WHAT TO PRODUCE: The lines from the top of the records below through the one containing "use crate::emitter::EventEmitter;" are to be transcribed exactly, and nothing else is to be added.

*** Opening of STUDY MATERIAL ***

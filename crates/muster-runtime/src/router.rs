//! Inbound channel message routing.

use std::sync::Arc;

use tracing::{debug, trace, warn};

use muster_core::events::MusterEvent;
use muster_core::identity::LocalIdentity;
use muster_core::scene::display_scene_name;
use muster_core::wire::MusterMessage;

use crate::emitter::EventEmitter;

/// Decodes payloads arriving on the shared channel and forwards the ones
/// addressed to the local user as notification events.
///
/// Every subscriber receives every message — including its own — so routing
/// is identity filtering, not channel topology. The router never mutates
/// dedup or timer state: a reject only notifies; release happens via timer
/// expiry or explicit cancellation. Malformed payloads are logged and
/// dropped; a bad message must never take down the subscription.
pub struct MessageRouter {
    identity: LocalIdentity,
    channel: String,
    emitter: Arc<EventEmitter>,
}

impl MessageRouter {
    /// Create a router for the given identity and channel, emitting into the
    /// dispatcher's event stream.
    pub fn new(
        identity: LocalIdentity,
        channel: impl Into<String>,
        emitter: Arc<EventEmitter>,
    ) -> Self {
        Self {
            identity,
            channel: channel.into(),
            emitter,
        }
    }

    /// Handle one inbound transport message. Infallible by design: every
    /// failure mode is contained here.
    pub fn on_message(&self, channel: &str, raw_payload: &str) {
        if channel != self.channel {
            return;
        }

        let message = match MusterMessage::decode(raw_payload) {
            Ok(Some(message)) => message,
            Ok(None) => {
                trace!(channel, "ignoring non-muster message kind");
                return;
            }
            Err(e) => {
                warn!(channel, error = %e, "dropping malformed muster payload");
                return;
            }
        };

        match message {
            MusterMessage::Request {
                sender_nickname,
                sender_id,
                target_nickname,
                thumbnail,
                scene,
            } => {
                if target_nickname != self.identity.nickname {
                    return;
                }
                debug!(sender_nickname, scene, "muster request received");
                let _ = self.emitter.emit(MusterEvent::RequestReceived {
                    sender_nickname,
                    sender_id,
                    scene_label: display_scene_name(&scene).to_string(),
                    thumbnail,
                });
            }
            MusterMessage::Reject {
                sender_nickname,
                rejector_nickname,
                thumbnail: _,
            } => {
                // Only the original requester acts on a reject.
                if sender_nickname != self.identity.nickname {
                    return;
                }
                debug!(rejector_nickname, "muster request rejected");
                let _ = self.emitter.emit(MusterEvent::RequestRejected { rejector_nickname });
            }
        }
    }
}

#[cfg(test)]
mod tests {
    use super::*;
    use assert_matches::assert_matches;
    use tokio::sync::broadcast::error::TryRecvError;

    use muster_core::wire::MUSTER_CHANNEL;

    fn router() -> (MessageRouter, tokio::sync::broadcast::Receiver<MusterEvent>) {
        let emitter = Arc::new(EventEmitter::new());
        let rx = emitter.subscribe();
        let router = MessageRouter::new(
            LocalIdentity::new("u0", "Bob"),
            MUSTER_CHANNEL,
            emitter,
        );
        (router, rx)
    }

    fn request_to(target: &str) -> String {
        MusterMessage::Request {
            sender_nickname: "Alice".into(),
            sender_id: "u1".into(),
            target_nickname: target.into(),
            thumbnail: Some("https://cdn/alice.png".into()),
            scene: "hideout".into(),
        }
        .encode()
        .unwrap()
    }

    #[tokio::test]
    async fn request_for_self_is_forwarded_with_scene_label() {
        let (router, mut rx) = router();
        router.on_message(MUSTER_CHANNEL, &request_to("Bob"));

        let event = rx.recv().await.unwrap();
        assert_matches!(event, MusterEvent::RequestReceived { sender_nickname, sender_id, scene_label, thumbnail } => {
            assert_eq!(sender_nickname, "Alice");
            assert_eq!(sender_id, "u1");
            assert_eq!(scene_label, "the Hideout");
            assert_eq!(thumbnail.as_deref(), Some("https://cdn/alice.png"));
        });
    }

    #[tokio::test]
    async fn request_for_someone_else_is_ignored() {
        let (router, mut rx) = router();
        router.on_message(MUSTER_CHANNEL, &request_to("Carol"));
        assert_matches!(rx.try_recv(), Err(TryRecvError::Empty));
    }

    #[tokio::test]
    async fn reject_for_own_request_is_forwarded() {
        let (router, mut rx) = router();
        let payload = MusterMessage::Reject {
            sender_nickname: "Bob".into(),
            rejector_nickname: "Alice".into(),
            thumbnail: None,
        }
        .encode()
        .unwrap();
        router.on_message(MUSTER_CHANNEL, &payload);

        let event = rx.recv().await.unwrap();
        assert_matches!(event, MusterEvent::RequestRejected { rejector_nickname } => {
            assert_eq!(rejector_nickname, "Alice");
        });
    }

    #[tokio::test]
    async fn reject_for_another_requester_is_ignored() {
        let (router, mut rx) = router();
        let payload = MusterMessage::Reject {
            sender_nickname: "Carol".into(),
            rejector_nickname: "Alice".into(),
            thumbnail: None,
        }
        .encode()
        .unwrap();
        router.on_message(MUSTER_CHANNEL, &payload);
        assert_matches!(rx.try_recv(), Err(TryRecvError::Empty));
    }

    #[tokio::test]
    async fn other_channels_are_ignored() {
        let (router, mut rx) = router();
        router.on_message("friend_channel", &request_to("Bob"));
        assert_matches!(rx.try_recv(), Err(TryRecvError::Empty));
    }

    #[tokio::test]
    async fn unknown_type_is_ignored_without_error() {
        let (router, mut rx) = router();
        router.on_message(MUSTER_CHANNEL, r#"{"type":"friend_online","userId":"u9"}"#);
        assert_matches!(rx.try_recv(), Err(TryRecvError::Empty));
    }

    #[tokio::test]
    async fn malformed_payloads_are_dropped_silently() {
        let (router, mut rx) = router();
        for raw in ["not json", "[]", "{}", r#"{"type":"muster_request"}"#] {
            router.on_message(MUSTER_CHANNEL, raw);
        }
        assert_matches!(rx.try_recv(), Err(TryRecvError::Empty));

        // Router still works after bad input.
        router.on_message(MUSTER_CHANNEL, &request_to("Bob"));
        assert!(rx.try_recv().is_ok());
    }

    #[tokio::test]
    async fn unknown_scene_maps_to_fallback_label() {
        let (router, mut rx) = router();
        let payload = MusterMessage::Request {
            sender_nickname: "Alice".into(),
            sender_id: "u1".into(),
            target_nickname: "Bob".into(),
            thumbnail: None,
            scene: "SomeInternalScene".into(),
        }
        .encode()
        .unwrap();
        router.on_message(MUSTER_CHANNEL, &payload);

        let event = rx.recv().await.unwrap();
        assert_matches!(event, MusterEvent::RequestReceived { scene_label, .. } => {
            assert_eq!(scene_label, "somewhere");
        });
    }
}
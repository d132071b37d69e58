//! User identity types.
//!
//! Muster routing is keyed by *nickname*, not user id — the friend roster
//! guarantees nickname uniqueness for the lifetime of a muster cycle, and
//! every wire message addresses its target by nickname. User ids are only
//! consulted for presence queries and push delivery.

use serde::{Deserialize, Serialize};

/// A friend as seen in the roster: stable id plus routing nickname.
#[derive(Clone, Debug, PartialEq, Eq, Serialize, Deserialize)]
#[serde(rename_all = "camelCase")]
pub struct UserIdentity {
    /// Stable account id (presence / push routing).
    pub user_id: String,
    /// Display nickname (dedup / timer / wire routing key).
    pub nickname: String,
}

impl UserIdentity {
    /// Create an identity from id and nickname.
    pub fn new(user_id: impl Into<String>, nickname: impl Into<String>) -> Self {
        Self {
            user_id: user_id.into(),
            nickname: nickname.into(),
        }
    }
}

/// The local user's identity, stamped onto every outbound message.
///
/// Carries the close-up thumbnail URL published with requests and rejects
/// so the remote side can render it without a profile lookup.
#[derive(Clone, Debug, PartialEq, Eq, Serialize, Deserialize)]
#[serde(rename_all = "camelCase")]
pub struct LocalIdentity {
    /// Stable account id.
    pub user_id: String,
    /// Display nickname.
    pub nickname: String,
    /// Close-up thumbnail URL, if the profile has one.
    #[serde(default, skip_serializing_if = "Option::is_none")]
    pub thumbnail: Option<String>,
}

impl LocalIdentity {
    /// Create a local identity without a thumbnail.
    pub fn new(user_id: impl Into<String>, nickname: impl Into<String>) -> Self {
        Self {
            user_id: user_id.into(),
            nickname: nickname.into(),
            thumbnail: None,
        }
    }

    /// Builder: attach a thumbnail URL.
    #[must_use]
    pub fn with_thumbnail(mut self, url: impl Into<String>) -> Self {
        self.thumbnail = Some(url.into());
        self
    }
}
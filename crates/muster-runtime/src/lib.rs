//! # muster-runtime
//!
//! Orchestration for muster ("come join me") requests.
//!
//! ## Submodules
//!
//! | Module | Purpose |
//! |--------|---------|
//! | `config` | Channel name and request timeout configuration |
//! | `traits` | External collaborator seams: transport, presence, push |
//! | `presence` | On-demand presence cache over a `PresenceProvider` |
//! | `dedup` | At-most-one-active-request-per-target guard |
//! | `timers` | Cancellable per-target countdown registry |
//! | `emitter` | Broadcast of `MusterEvent` toward the notification layer |
//! | `dispatcher` | Outbound request orchestration: dedup → presence → send |
//! | `router` | Inbound channel message decoding and self-filtering |
//! | `testutil` | Recording fakes for the collaborator traits |
//!
//! ## Data Flow
//!
//! UI action → `dispatcher` → presence/transport/push → timer start.
//! Inbound transport message → `router` → `emitter` subscribers.
//!
//! ## Concurrency
//!
//! Shared state (active-target set, timer map, presence cache) sits behind
//! `parking_lot` mutexes and is never held across an await. Timer tasks race
//! a `CancellationToken` against the deadline; the fired task claims its
//! registry entry under the lock before the expiry callback runs, so a
//! concurrent cancel produces exactly one outcome.

#![deny(unsafe_code)]

pub mod config;
pub mod dedup;
pub mod dispatcher;
pub mod emitter;
pub mod presence;
pub mod router;
pub mod testutil;
pub mod timers;
pub mod traits;

pub use config::MusterConfig;
pub use dedup::DedupGuard;
pub use dispatcher::{MusterDispatch, RequestDispatcher};
pub use emitter::EventEmitter;
pub use presence::PresenceCache;
pub use router::MessageRouter;
pub use timers::TimerRegistry;
pub use traits::{MusterTransport, PresenceProvider, PushSender};
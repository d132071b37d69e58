//! Push delivery over the backend notification API.

use std::time::Duration;

use async_trait::async_trait;
use serde::Serialize;
use tracing::{info, warn};

use muster_core::errors::PushError;
use muster_runtime::PushSender;

use crate::config::PushConfig;

/// Request body for a muster push.
#[derive(Debug, Serialize)]
#[serde(rename_all = "camelCase")]
struct MusterPushBody<'a> {
    user_id: &'a str,
    location: &'a str,
}

/// HTTP client for the backend notification API.
///
/// Stateless besides the connection pool; one instance serves the whole
/// process. Delivery is a single attempt — retry policy belongs to the
/// backend, not this client.
pub struct HttpPushClient {
    config: PushConfig,
    client: reqwest::Client,
}

impl std::fmt::Debug for HttpPushClient {
    fn fmt(&self, f: &mut std::fmt::Formatter<'_>) -> std::fmt::Result {
        f.debug_struct("HttpPushClient")
            .field("base_url", &self.config.base_url)
            .finish_non_exhaustive()
    }
}

impl HttpPushClient {
    /// Build a client from config.
    pub fn new(config: PushConfig) -> Result<Self, PushError> {
        let client = reqwest::Client::builder()
            .timeout(Duration::from_secs(config.timeout_secs))
            .build()
            .map_err(|e| PushError::Transport(e.to_string()))?;

        info!(base_url = %config.base_url, "push client initialized");
        Ok(Self { config, client })
    }
}

#[async_trait]
impl PushSender for HttpPushClient {
    async fn send_push(&self, user_id: &str, location_label: &str) -> Result<(), PushError> {
        let body = MusterPushBody {
            user_id,
            location: location_label,
        };

        let response = self
            .client
            .post(self.config.muster_endpoint())
            .bearer_auth(&self.config.api_token)
            .json(&body)
            .send()
            .await
            .map_err(|e| {
                warn!(user_id, error = %e, "muster push transport error");
                PushError::Transport(e.to_string())
            })?;

        let status = response.status();
        if status.is_success() {
            info!(user_id, location = location_label, "muster push delivered");
            return Ok(());
        }

        let reason = response.text().await.unwrap_or_default();
        warn!(user_id, status = status.as_u16(), reason = %reason, "muster push rejected");
        Err(PushError::Rejected {
            status: status.as_u16(),
            reason,
        })
    }
}
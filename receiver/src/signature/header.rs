//! Parsing of the `X-WAREST-Signature` header (`<label>=<hex-digest>`).

/// A signature header split into its label and hex digest.
///
/// Only the digest takes part in verification; the label (normally the
/// algorithm token, e.g. `HMAC-SHA256`) just has to be present.
#[derive(Debug, Clone, PartialEq, Eq)]
pub struct SignatureHeader<'a> {
    pub label: &'a str,
    pub digest: &'a str,
}

impl<'a> SignatureHeader<'a> {
    /// Split `raw` on its single `=` separator.
    ///
    /// Returns `None` when there is no separator, more than one, or when
    /// either side is empty after trimming.
    pub fn parse(raw: &'a str) -> Option<Self> {
        let (label, digest) = raw.split_once('=')?;
        if digest.contains('=') {
            return None;
        }

        let label = label.trim();
        let digest = digest.trim();
        if label.is_empty() || digest.is_empty() {
            return None;
        }

        Some(Self { label, digest })
    }
}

*** Close of STUDY MATERIAL ***

TASK RESULT:
filename crates/muster-runtime/src/router.rs
//! Inbound channel message routing.

use std::sync::Arc;

use tracing::{debug, trace, warn};

use muster_core::events::MusterEvent;
use muster_core::identity::LocalIdentity;
use muster_core::scene::display_scene_name;
use muster_core::wire::MusterMessage;

use crate::emitter::EventEmitter;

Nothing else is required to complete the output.